Oleh karenanya, mengapa para ulama atau para pemilik ilmu mumpuni di jaman keemasan islam dulu, merupakan orang-orang yang menelusuri ilmu pengetahuan pada aneka ragam jenisnya. Karena memang, para ulama dan ilmuan islam tersebut, memiliki ghiroh dan semangat menuntut ilmu yang – sangat – tidak dibatasi oleh keprofesian yang sempit; namun diunjukkan dan hanya ditunjukkan kepada sang pencipta, ALLAH Rabbul Izzati. Ilmu yang dikaji – pada waktu itu – merupakan ilmu yang diturunkan dari kebenaran hakiki. Para ulama dan ilmuan merupakan orang-orang yang menguasai berbagai jenis ilmu, yang secara otomatis mumpuni dalam ilmu islam, karena hakikatnya kebenaran hakiki itu adalah islam itu sendiri.

Sebenarnya, pada awalnya ilmu itu adalah satu. Orang melakukan iqra, kajian dan analisis dari satu ilmu yang satu, berasal dari zat yang satu, ALLAH. Karena untuk menstrukturkan dan menjabarkan penggambaran yang nyata; maka pengklasifikasian ilmu itu terjadi pada akhirnya. Sehingga muncullah bidang-bidang studi atau bidang-bidang ilmu yang lebih sempit keberadaannya.
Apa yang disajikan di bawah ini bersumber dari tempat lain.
//! Fullscreen capability detection and full-viewport takeover.
//!
//! Browsers disagree on what entering fullscreen is called. The
//! [`CapabilityAdapter`] hides that behind `request_fullscreen`,
//! `exit_fullscreen` and `observe_visibility`. The [`Takeover`] state holds
//! everything needed to undo a style-based full-viewport occupation exactly.

pub mod capability;
pub mod error;
pub mod memory;
pub mod style;
pub mod takeover;
pub mod viewport;

pub use capability::{
    exit_candidates, request_candidates, CapabilityAdapter, FullscreenHost, NativeOutcome, Scope,
    VisibilityHost, VisibilitySink, DEFAULT_VISIBILITY_THRESHOLD,
};
pub use error::{Result, ViewportError};
pub use style::{StyleProperty, StyleSnapshot, StyleTarget};
pub use takeover::Takeover;
pub use viewport::{ViewportLock, ViewportMeta, LOCKED_VIEWPORT_CONTENT};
Apalagi, bidang-bidang studi tersebut semakin lama semakin dikebiri definisinya, hanya dihubungkan dengan profesi keduniawian saja.

Sebagai contoh kecil. Dahulu Ibnu Khaldun (abad 14), seorang ilmuan atau ulama berasal dari Tunisia, tidak pernah berfikir melakukan kajian ilmu berdasarkan bidang studi keprofesian. Ibnu Khaldun mengkaji aspek-aspek kehidupan manusia dan hewan, yang sekarang menyempit menjadi  bidang biologi dan zoologi; aspek kehidupan tanaman, yang sekarang menyempit menjadi bidang botani; aspek jabaran mengenai determinisme lingkungan, yang sekarang menyempit menjadi ilmu lingkungan; aspek perubahan logam dan elixir, yang sekarang menyempit menjadi bidang studi kimia; termasuk berbagai aspek ilmu sosial, yang sekarang dibagi-bagi lagi menjadi berbagai jenis bidang kajian; hanyalah untuk membuktikan sampai pada level filosofis atas kuasaNYA, bukan karena alasan trend, ekonomi atau mindset. Begitu juga dengan para ulama lainnya; tidak pernah terlintas – di benak dan kepala mereka – untuk memahami sebuah kajian ilmu, karena alasan sempit, selain karena alasan tunggal, ALLAH Azza wa Jallla.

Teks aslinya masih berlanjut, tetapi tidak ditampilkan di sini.